Quanto à jurisprudência[9], a questão é pacífica no sentido de impedir a aplicação de regras veiculadas por lei ordinária com o intuito de alargar os preceitos contidos no Código Tributário Nacional, em matéria de responsabilização de contribuintes, lançando mão de normas trabalhistas e previdenciárias, estabelecidas por simples leis ordinárias, que não atendem aos pressupostos de validade constitucionalmente exigidos para as normas tributárias (lei complementar).
Dessa forma, não resta dúvida de que o ente tributante não pode se utilizar da figura do grupo econômico, definido pelo direito privado, como meio de aplicar as normas referentes à solidariedade e responsabilidade para fins tributários, com a justificativa da existência presumível de interesse comum na situação que constitua o fato gerador da obrigação tributária, sem a previsão expressa, em lei, sobre o que se considera grupo econômico para a aplicação da responsabilidade tributária, por força do que dispõe o artigo 128, do Código Tributário Nacional.
[1] TOMÉ, Fabiana Del Padre. Considerações sobre responsabilidade tributária de empresas pertencentes a grupo econômico.Revista de direito tributário contemporâneo. Vol. 3, novembro-dezembro de 2016, São Paulo: Revista dos Tribunais, p.26.
[2] FERRAGUT, Maria Rita. Grupos econômicos e solidariedade tributária. Revista Dialética de Direito Tributário. São Paulo: Dialética, n. 229, out. 2014, p.93.

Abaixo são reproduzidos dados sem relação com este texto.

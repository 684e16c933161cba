//! Merging of layered configuration documents.
//!
//! This module implements the merge of a base document with an ordered list
//! of overlay documents, producing one immutable [`EffectiveConfig`]. The
//! merge is a pure transform: inputs are never mutated and the output shares
//! no structure with them.

use crate::diagnostics::Diagnostic;
use crate::error::{DocumentRole, Error, Result};
use crate::node::{ConfigNode, NodeKind};
use crate::path::NodePath;
use crate::policy::{MergePolicy, MergeRule};

/// Merges configuration documents according to a [`MergePolicy`].
///
/// Overlays are applied pairwise, left to right, each result becoming the
/// accumulator for the next. Later overlays win on scalar conflicts.
///
/// # Examples
///
/// ```
/// use strata::{ConfigMerger, ConfigNode};
///
/// let base: ConfigNode = serde_yaml::from_str("mode: development\noutput:\n  path: dist").unwrap();
/// let overlay: ConfigNode = serde_yaml::from_str("mode: production").unwrap();
///
/// let merged = ConfigMerger::new().merge(&base, &[overlay]).unwrap();
/// assert_eq!(merged.get("mode"), Some(&ConfigNode::from("production")));
/// assert_eq!(merged.get("output.path"), Some(&ConfigNode::from("dist")));
/// ```
#[derive(Debug, Clone, Default)]
pub struct ConfigMerger {
    policy: MergePolicy,
}

impl ConfigMerger {
    /// Creates a merger with the default policy.
    #[must_use]
    pub fn new() -> Self {
        Self::default()
    }

    /// Creates a merger with an explicit policy.
    #[must_use]
    pub fn with_policy(policy: MergePolicy) -> Self {
        Self { policy }
    }

    /// Merges `base` with `overlays`, in order.
    ///
    /// # Merging rules
    ///
    /// - A key present on only one side is kept unchanged.
    /// - Scalar vs scalar: the overlay wins, whatever the scalar types.
    /// - Mapping vs mapping: recursive deep merge (unless a path rule says
    ///   replace). Keys are never dropped.
    /// - Sequence vs sequence: concatenate by default, or the path's
    ///   configured rule (replace or keyed union).
    /// - Kind mismatch: the overlay wins and a type-mismatch diagnostic is
    ///   recorded.
    ///
    /// # Errors
    ///
    /// Returns [`Error::NonMappingRoot`] if `base` or any overlay is not a
    /// mapping at the root.
    pub fn merge(&self, base: &ConfigNode, overlays: &[ConfigNode]) -> Result<EffectiveConfig> {
        Self::require_mapping_root(base, DocumentRole::Base)?;
        for (index, overlay) in overlays.iter().enumerate() {
            Self::require_mapping_root(overlay, DocumentRole::Overlay(index))?;
        }

        let mut diagnostics = Vec::new();
        let mut accumulator = base.clone();
        for overlay in overlays {
            accumulator =
                self.merge_nodes(&NodePath::root(), &accumulator, overlay, &mut diagnostics);
        }

        Ok(EffectiveConfig {
            root: accumulator,
            diagnostics,
        })
    }

    fn require_mapping_root(document: &ConfigNode, role: DocumentRole) -> Result<()> {
        if document.is_mapping() {
            Ok(())
        } else {
            Err(Error::NonMappingRoot {
                role,
                kind: document.kind(),
            })
        }
    }

    fn merge_nodes(
        &self,
        path: &NodePath,
        base: &ConfigNode,
        overlay: &ConfigNode,
        diagnostics: &mut Vec<Diagnostic>,
    ) -> ConfigNode {
        match (base, overlay) {
            (ConfigNode::Mapping(base_entries), ConfigNode::Mapping(overlay_entries)) => {
                if self.policy.rule_for(path, NodeKind::Mapping) == MergeRule::Replace {
                    overlay.clone()
                } else {
                    self.merge_mappings(path, base_entries, overlay_entries, diagnostics)
                }
            }
            (ConfigNode::Sequence(base_items), ConfigNode::Sequence(overlay_items)) => {
                match self.policy.rule_for(path, NodeKind::Sequence) {
                    MergeRule::Replace => overlay.clone(),
                    MergeRule::KeyedUnion { key } => {
                        self.keyed_union(path, base_items, overlay_items, &key, diagnostics)
                    }
                    // DeepMerge has no meaning for sequences; treat as the
                    // concatenate default.
                    MergeRule::Concatenate | MergeRule::DeepMerge => {
                        let mut items = base_items.clone();
                        items.extend(overlay_items.iter().cloned());
                        ConfigNode::Sequence(items)
                    }
                }
            }
            _ if base.kind() == NodeKind::Scalar && overlay.kind() == NodeKind::Scalar => {
                overlay.clone()
            }
            _ => {
                let diagnostic =
                    Diagnostic::type_mismatch(path.to_string(), base.kind(), overlay.kind());
                diagnostic.warn();
                diagnostics.push(diagnostic);
                overlay.clone()
            }
        }
    }

    fn merge_mappings(
        &self,
        path: &NodePath,
        base: &std::collections::BTreeMap<String, ConfigNode>,
        overlay: &std::collections::BTreeMap<String, ConfigNode>,
        diagnostics: &mut Vec<Diagnostic>,
    ) -> ConfigNode {
        let mut merged = base.clone();
        for (key, overlay_value) in overlay {
            let merged_value = match base.get(key) {
                Some(base_value) => self.merge_nodes(
                    &path.child_key(key),
                    base_value,
                    overlay_value,
                    diagnostics,
                ),
                None => overlay_value.clone(),
            };
            merged.insert(key.clone(), merged_value);
        }
        ConfigNode::Mapping(merged)
    }

    /// Unions two sequences of named entries by an identity field.
    ///
    /// An overlay entry whose identity matches a base entry deep-merges into
    /// that entry at its base position. Everything else is appended: base
    /// entries stay first in base order, unmatched overlay entries follow in
    /// overlay order. Entries without the identity field never match.
    fn keyed_union(
        &self,
        path: &NodePath,
        base_items: &[ConfigNode],
        overlay_items: &[ConfigNode],
        key: &str,
        diagnostics: &mut Vec<Diagnostic>,
    ) -> ConfigNode {
        fn identity_of<'a>(item: &'a ConfigNode, key: &str) -> Option<&'a ConfigNode> {
            let value = item.as_mapping()?.get(key)?;
            value.is_scalar().then_some(value)
        }

        let mut merged = base_items.to_vec();
        for overlay_item in overlay_items {
            let matched = identity_of(overlay_item, key).and_then(|overlay_id| {
                merged
                    .iter()
                    .position(|existing| identity_of(existing, key) == Some(overlay_id))
            });
            match matched {
                Some(position) => {
                    merged[position] = self.merge_nodes(
                        &path.child_index(position),
                        &merged[position],
                        overlay_item,
                        diagnostics,
                    );
                }
                None => merged.push(overlay_item.clone()),
            }
        }
        ConfigNode::Sequence(merged)
    }
}

/// The immutable result of a merge.
///
/// Contains every key reachable from the base or any overlay, with scalar
/// leaves reflecting the last overlay that touched them, plus the
/// diagnostics recorded while merging. No further mutation occurs; the
/// consumer reads it as the external tool's operating parameters.
#[derive(Debug, Clone, PartialEq)]
pub struct EffectiveConfig {
    root: ConfigNode,
    diagnostics: Vec<Diagnostic>,
}

impl EffectiveConfig {
    /// Borrows the root mapping.
    #[must_use]
    pub const fn root(&self) -> &ConfigNode {
        &self.root
    }

    /// Looks up a value by dotted path. See [`ConfigNode::get`].
    #[must_use]
    pub fn get(&self, path: &str) -> Option<&ConfigNode> {
        self.root.get(path)
    }

    /// The diagnostics recorded while merging, in emission order.
    #[must_use]
    pub fn diagnostics(&self) -> &[Diagnostic] {
        &self.diagnostics
    }

    /// Consumes the config, returning the root node.
    #[must_use]
    pub fn into_node(self) -> ConfigNode {
        self.root
    }

    /// Renders the configuration as YAML.
    ///
    /// # Errors
    ///
    /// Returns an error if serialization fails.
    pub fn to_yaml(&self) -> Result<String> {
        Ok(serde_yaml::to_string(&self.root)?)
    }

    /// Renders the configuration as pretty-printed JSON.
    ///
    /// # Errors
    ///
    /// Returns an error if serialization fails.
    pub fn to_json(&self) -> Result<String> {
        Ok(serde_json::to_string_pretty(&self.root)?)
    }
}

[3] FERRAGUT, Maria Rita. Op.cit..93.
[4] BRASIL.Superior Tribunal de Justiça, Segunda Turma, Recurso Especial no 1.102.894/RS Relator Ministro Castro Meira, julgado em 21/10/2010, publicado no DJe de 5/11/2010.
[5] FERRAGUT, Maria Rita. Grupos econômicos e solidariedade tributária.Revista Dialética de Direito Tributário. São Paulo: Dialética, n. 229, out. 2014, p.95.
[6] FUNARO, Hugo. As hipóteses de responsabilidade pelo crédito tributário previstas no código tributário nacional. In Sujeição passiva indireta no direito tributário brasileiro. Série Doutrina Tributária vol. X. São Paulo: Quartier Latin, 2013, pág. 71-73.
[7] Breyner, Frederico Menezes. A responsabilidade tributária das sociedades integrantes de grupo econômico. Disponível em https://sachacalmon.com.br/publicacoes/artigos/responsabilidade-tributaria-das-sociedades-integrantes-de-grupo-economico - acessado em 26/11/2019.
[8] Zavascki, Francisco Prehn. A Responsabilidade Tributária Prevista no Art. 135 do CTN e o Processo de execução Fiscal. Revista Dialética de Direito Tributário, volume 193, São Paulo: Dialética, 2011, p. 53.
[9] Recurso Especial nº 717.717/SP, Recurso Extraordinário nº 562.276/PR
*Theresa Cristina de Oliveira Alves é advogada tributarista, sócia no Oliveira Alves Advogados, pós graduada em direito tributário pelo Insper.